Investors are increasingly aware of the risks and impacts of climate change, and
of the emerging opportunities for investments that help to cope with them. In
2024 the World Economic Forum (WEF) identified extreme weather as the second
most significant global risk over the next two years, and the most significant global
risk over the next ten years (WEF, 2024). This is resulting in increasing investment,
including private investment, in a wide range of assets, technologies and services that
offer climate adaptation and resilience solutions (JPMAM, 2023). This is anticipated to
evolve into a multi-trillion-dollar market in the coming years (WEF, 2022).
However, where climate mitigation finance is relatively well understood and easy to
measure against, the same is not yet true of climate adaptation finance. To prioritize
and scale up investment in adaptation and resilience, investors need to better
understand the types of adaptation and resilience,4 what qualifies as adaptation
finance in private investment, and have suitable methodologies to accurately measure
and report on the positive adaptation and resilience impacts of their investments.5
These methodologies need to be clear, consistent and comparable, with a focus on
reporting the positive impact of the investment on adaptation and resilience of people,
the planet and the economy, not just the quantity of finance committed.

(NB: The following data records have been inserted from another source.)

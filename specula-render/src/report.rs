//! Per-frame outcome of every stage.

use std::collections::HashSet;
use std::fmt;

use specula_gpu_shared::shaders::{ComputeKernel, ShaderPass};

use crate::targets::TargetKey;

#[derive(Clone, Copy, Debug, PartialEq, Eq, Hash, PartialOrd, Ord)]
pub enum Stage {
    CopySource,
    CopyDepth,
    HiZ,
    RayMarch,
    Debug,
    Resolve,
    Temporal,
    Blur,
    Composite,
}

impl Stage {
    pub const ALL: [Stage; 9] = [
        Stage::CopySource,
        Stage::CopyDepth,
        Stage::HiZ,
        Stage::RayMarch,
        Stage::Debug,
        Stage::Resolve,
        Stage::Temporal,
        Stage::Blur,
        Stage::Composite,
    ];
}

#[derive(Clone, Copy, Debug, PartialEq, Eq, Hash)]
pub enum SkipReason {
    MissingShaderPass(ShaderPass),
    MissingKernel(ComputeKernel),
    UnsupportedFormat(TargetKey),
    /// A stage this one reads from did not run.
    UpstreamSkipped(Stage),
    /// Turned off by settings.
    Disabled,
    /// Replaced by the debug view.
    DebugOverride,
}

impl SkipReason {
    /// Reasons that are only a consequence of another skip.
    fn is_derived(&self) -> bool {
        matches!(
            self,
            SkipReason::UpstreamSkipped(_) | SkipReason::Disabled | SkipReason::DebugOverride
        )
    }
}

impl fmt::Display for SkipReason {
    fn fmt(&self, f: &mut fmt::Formatter<'_>) -> fmt::Result {
        match self {
            SkipReason::MissingShaderPass(pass) => write!(f, "missing shader {pass}"),
            SkipReason::MissingKernel(kernel) => write!(f, "missing kernel {kernel}"),
            SkipReason::UnsupportedFormat(key) => write!(f, "unsupported format for {key:?}"),
            SkipReason::UpstreamSkipped(stage) => write!(f, "upstream {stage:?} skipped"),
            SkipReason::Disabled => f.write_str("disabled"),
            SkipReason::DebugOverride => f.write_str("replaced by debug view"),
        }
    }
}

#[derive(Clone, Copy, Debug, PartialEq, Eq)]
pub enum StageStatus {
    Completed,
    Skipped(SkipReason),
}

impl StageStatus {
    pub fn is_completed(&self) -> bool {
        matches!(self, StageStatus::Completed)
    }
}

#[derive(Clone, Debug, Default, PartialEq)]
pub struct FrameReport {
    pub frame_index: u64,
    pub stages: Vec<(Stage, StageStatus)>,
    pub commands_submitted: usize,
}

impl FrameReport {
    pub fn new(frame_index: u64) -> Self {
        Self {
            frame_index,
            ..Default::default()
        }
    }

    pub fn record(&mut self, stage: Stage, status: StageStatus) {
        match status {
            StageStatus::Completed => {
                log::debug!("SSR frame {}: {stage:?} completed", self.frame_index)
            }
            StageStatus::Skipped(reason) => {
                log::debug!("SSR frame {}: {stage:?} skipped ({reason})", self.frame_index)
            }
        }
        self.stages.push((stage, status));
    }

    pub fn status(&self, stage: Stage) -> Option<StageStatus> {
        self.stages.iter().find(|(s, _)| *s == stage).map(|(_, st)| *st)
    }

    pub fn completed(&self, stage: Stage) -> bool {
        self.status(stage).is_some_and(|s| s.is_completed())
    }

    pub fn skipped(&self) -> impl Iterator<Item = (Stage, SkipReason)> + '_ {
        self.stages.iter().filter_map(|(stage, status)| match status {
            StageStatus::Skipped(reason) => Some((*stage, *reason)),
            StageStatus::Completed => None,
        })
    }

    /// Root-cause skip reasons of this frame.
    pub fn degradations(&self) -> Vec<SkipReason> {
        let mut out = Vec::new();
        for (_, reason) in self.skipped() {
            if !reason.is_derived() && !out.contains(&reason) {
                out.push(reason);
            }
        }
        out
    }
}

/// Remembers which degradations were already reported so each distinct one
/// is warned about once per pipeline, not every frame.
#[derive(Debug, Default)]
pub struct DegradeLog {
    seen: HashSet<SkipReason>,
}

impl DegradeLog {
    /// Returns how many new reasons were logged.
    pub fn observe(&mut self, report: &FrameReport) -> usize {
        let mut fresh = 0;
        for reason in report.degradations() {
            if self.seen.insert(reason) {
                log::warn!("SSR degraded: {reason}; dependent stages are skipped");
                fresh += 1;
            }
        }
        fresh
    }
}

#[cfg(test)]
mod tests {
    use super::*;

    #[test]
    fn test_report_queries() {
        let mut report = FrameReport::new(3);
        let missing = SkipReason::MissingKernel(ComputeKernel::GetHiZ);
        report.record(Stage::HiZ, StageStatus::Skipped(missing));
        report.record(
            Stage::RayMarch,
            StageStatus::Skipped(SkipReason::UpstreamSkipped(Stage::HiZ)),
        );
        report.record(Stage::Composite, StageStatus::Completed);
        assert!(report.completed(Stage::Composite));
        assert!(!report.completed(Stage::HiZ));
        assert_eq!(report.status(Stage::Blur), None);
        assert_eq!(report.skipped().count(), 2);
        assert_eq!(
            report.degradations(),
            vec![SkipReason::MissingKernel(ComputeKernel::GetHiZ)]
        );
    }

    #[test]
    fn test_degrade_log_warns_once() {
        let mut report = FrameReport::new(0);
        let unsupported = SkipReason::UnsupportedFormat(TargetKey::BlurOutput);
        report.record(Stage::Blur, StageStatus::Skipped(unsupported));
        let mut log = DegradeLog::default();
        assert_eq!(log.observe(&report), 1);
        assert_eq!(log.observe(&report), 0);
    }
}
//! GPU-side data shared by the Specula SSR crates: uniform block layouts and
//! the shader-stage contract (pass indices, kernel names, binding slots).

pub mod shaders;
pub mod uniforms;
use std::collections::HashMap;
use std::sync::{Arc, Mutex as StdMutex};

use graphbinary::Uuid;
use tokio::sync::Mutex;

use crate::auth::AuthInfo;
use crate::error::{Error, Result, TransportError, UsageError};
use crate::protocol::{self, Dispatch};
use crate::request::Request;
use crate::result_set::{DEFAULT_CAPACITY, ResultSet};
use crate::transport::{Transport, TransportConfig, TransporterFactory, WebSocketTransporterFactory};

/// The in-flight request table a connection's reader task dispatches
/// against, keyed by request id (spec.md §4.E's "active results").
///
/// A thin `Arc<Mutex<HashMap<..>>>` wrapper rather than a raw map so the
/// register/remove/drain operations used from both `Connection::write` and
/// the reader task stay in one place.
#[derive(Clone, Default)]
pub struct ActiveResults {
    inner: Arc<Mutex<HashMap<Uuid, ResultSet>>>,
}

impl ActiveResults {
    pub fn new() -> Self {
        Self::default()
    }

    pub async fn register(&self, result_set: ResultSet) {
        self.inner
            .lock()
            .await
            .insert(result_set.request_id(), result_set);
    }

    pub async fn get(&self, request_id: &Uuid) -> Option<ResultSet> {
        self.inner.lock().await.get(request_id).cloned()
    }

    pub async fn remove(&self, request_id: &Uuid) -> Option<ResultSet> {
        self.inner.lock().await.remove(request_id)
    }

    pub async fn len(&self) -> usize {
        self.inner.lock().await.len()
    }

    /// Fails every outstanding entry with `err` and empties the table. Used
    /// when the connection's transport drops: every live request on this
    /// connection fails, none of the others do (spec.md §7).
    pub async fn drain_with_error(&self, err: &Error) {
        let mut guard = self.inner.lock().await;
        for (_, result_set) in guard.drain() {
            result_set.close_err(shared_clone(err)).await;
        }
    }
}

fn shared_clone(err: &Error) -> Error {
    match err {
        Error::Transport(TransportError::UnexpectedEof) => {
            Error::Transport(TransportError::UnexpectedEof)
        }
        Error::Transport(TransportError::Closed) => Error::Transport(TransportError::Closed),
        other => Error::server(-1, other.to_string()),
    }
}

/// spec.md §3's monotonic connection state machine (the `Initialized` phase
/// has no observable window here: a `Connection` is only ever constructed
/// around an already-dialed transport, so it starts life `Established`).
#[derive(Debug, Clone, Copy, PartialEq, Eq)]
enum State {
    Established,
    ClosedDueToError,
    Closed,
}

impl State {
    fn is_closed(self) -> bool {
        !matches!(self, State::Established)
    }
}

/// Per-connection knobs layered on top of [`TransportConfig`]: the result
/// queue capacity and, eventually, protocol-level settings distinct from
/// transport ones. Split out from `TransportConfig` the way the teacher
/// separates dial options from protocol options between `gazette::Client`
/// and its inner `journal_client::RouterConfig`.
#[derive(Debug, Clone)]
pub struct ConnectionConfig {
    pub transport: TransportConfig,
    pub result_set_capacity: usize,
}

impl Default for ConnectionConfig {
    fn default() -> Self {
        Self {
            transport: TransportConfig::default(),
            result_set_capacity: DEFAULT_CAPACITY,
        }
    }
}

/// One established link to a Gremlin Server: a transport plus the
/// multiplexer state spec.md §4.E describes — the active-results table and
/// the dedicated reader task that drains frames off the wire and dispatches
/// them.
///
/// Grounded on the teacher's `crates/gazette/src/journal/read.rs`
/// reader-task-owns-the-socket structure: one task per connection reads in
/// a loop and fans results out to per-call consumers, exactly the split
/// this module draws between `Connection` (the handle) and the spawned
/// reader (the loop).
pub struct Connection {
    results: ActiveResults,
    transport: Arc<dyn Transport>,
    #[allow(dead_code)]
    auth: Option<AuthInfo>,
    state: Arc<StdMutex<State>>,
    result_capacity: usize,
}

impl Connection {
    /// Dials a connection using the default [`WebSocketTransporterFactory`].
    pub async fn connect(url: &str, config: ConnectionConfig) -> Result<Self> {
        Self::connect_with_factory(url, config, &WebSocketTransporterFactory).await
    }

    /// Dials a connection through an arbitrary [`TransporterFactory`],
    /// per spec.md §6. Used directly by tests wiring in a mock transport;
    /// [`Self::connect`] is the production entry point.
    pub async fn connect_with_factory(
        url: &str,
        config: ConnectionConfig,
        factory: &dyn TransporterFactory,
    ) -> Result<Self> {
        let auth = config.transport.auth.clone();
        let transport = factory.connect(url, &config.transport).await?;
        Ok(Self::from_transport(transport, auth, config.result_set_capacity))
    }

    /// Binds an already-connected [`Transport`] to a fresh connection
    /// state, spawning its reader task. Split out from
    /// [`Self::connect_with_factory`] so tests can hand in a transport that
    /// was never dialed through a `TransporterFactory` at all.
    pub fn from_transport(
        transport: Arc<dyn Transport>,
        auth: Option<AuthInfo>,
        result_capacity: usize,
    ) -> Self {
        let results = ActiveResults::new();
        let state = Arc::new(StdMutex::new(State::Established));

        spawn_reader(transport.clone(), results.clone(), auth.clone(), state.clone());

        Self {
            results,
            transport,
            auth,
            state,
            result_capacity,
        }
    }

    /// Registers a fresh [`ResultSet`] for `request`, writes the framed
    /// request to the wire, and returns the set. The set is registered
    /// *before* the write completes so a response racing ahead of the write
    /// call's return can never find the table empty (spec.md §4.E).
    pub async fn write(&self, request: Request) -> Result<ResultSet> {
        if self.is_closed() {
            return Err(UsageError::Closed.into());
        }
        let result_set = ResultSet::with_capacity(request.request_id, self.result_capacity);
        self.results.register(result_set.clone()).await;

        let frame = protocol::encode_request(&request)?;
        if let Err(err) = self.transport.write(frame).await {
            self.results.remove(&request.request_id).await;
            return Err(err.into());
        }
        Ok(result_set)
    }

    pub async fn active_results(&self) -> usize {
        self.results.len().await
    }

    pub fn is_closed(&self) -> bool {
        self.state.lock().unwrap().is_closed() || self.transport.is_closed()
    }

    pub async fn close(&self) -> Result<()> {
        *self.state.lock().unwrap() = State::Closed;
        self.transport.close().await
    }
}

fn spawn_reader(
    transport: Arc<dyn Transport>,
    results: ActiveResults,
    auth: Option<AuthInfo>,
    state: Arc<StdMutex<State>>,
) {
    tokio::spawn(async move {
        loop {
            match transport.read().await {
                Ok(Some(frame)) => {
                    match protocol::dispatch_frame(frame, &results, auth.as_ref()).await {
                        Ok(Dispatch::Done) => {}
                        Ok(Dispatch::Reply(request)) => {
                            if let Ok(encoded) = protocol::encode_request(&request) {
                                if let Err(err) = transport.write(encoded).await {
                                    tracing::debug!(?err, "failed to send authentication reply");
                                }
                            }
                        }
                        Err(err) => {
                            tracing::debug!(?err, "protocol error dispatching frame");
                        }
                    }
                }
                Ok(None) => {
                    tracing::info!("connection closed by peer");
                    fail_all(&results, Error::Transport(TransportError::UnexpectedEof)).await;
                    let _ = transport.close().await;
                    *state.lock().unwrap() = State::ClosedDueToError;
                    break;
                }
                Err(err) => {
                    tracing::warn!(?err, "transport read failed, tearing down connection");
                    fail_all(&results, err).await;
                    let _ = transport.close().await;
                    *state.lock().unwrap() = State::ClosedDueToError;
                    break;
                }
            }
        }
    });
}

async fn fail_all(results: &ActiveResults, err: Error) {
    results.drain_with_error(&err).await;
}

#[cfg(test)]
mod tests {
    use super::*;

    #[tokio::test]
    async fn active_results_register_get_remove() {
        let results = ActiveResults::new();
        let request_id = Uuid::new_v4();
        let result_set = ResultSet::new(request_id);
        results.register(result_set.clone()).await;
        assert_eq!(results.len().await, 1);
        assert!(results.get(&request_id).await.is_some());
        results.remove(&request_id).await;
        assert_eq!(results.len().await, 0);
    }

    #[tokio::test]
    async fn drain_with_error_fails_every_entry() {
        let results = ActiveResults::new();
        let a = ResultSet::new(Uuid::new_v4());
        let b = ResultSet::new(Uuid::new_v4());
        results.register(a.clone()).await;
        results.register(b.clone()).await;

        results
            .drain_with_error(&Error::Transport(TransportError::UnexpectedEof))
            .await;

        assert_eq!(results.len().await, 0);
        assert!(a.get_error().await.is_some());
        assert!(b.get_error().await.is_some());
    }
}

This will support investors to better develop investment strategies, originate and
prioritize investments, manage portfolios and report on impact. This will ultimately
allow investees to communicate the positive impact of their practices and solutions,
demonstrating their ability to thrive and attract capital in the face of intensifying
climate change impacts. In turn, this will enable investors to pursue emerging
commercial opportunities in this field, and to collaborate with other stakeholders,
such as co-financiers and regulators, to scale investments.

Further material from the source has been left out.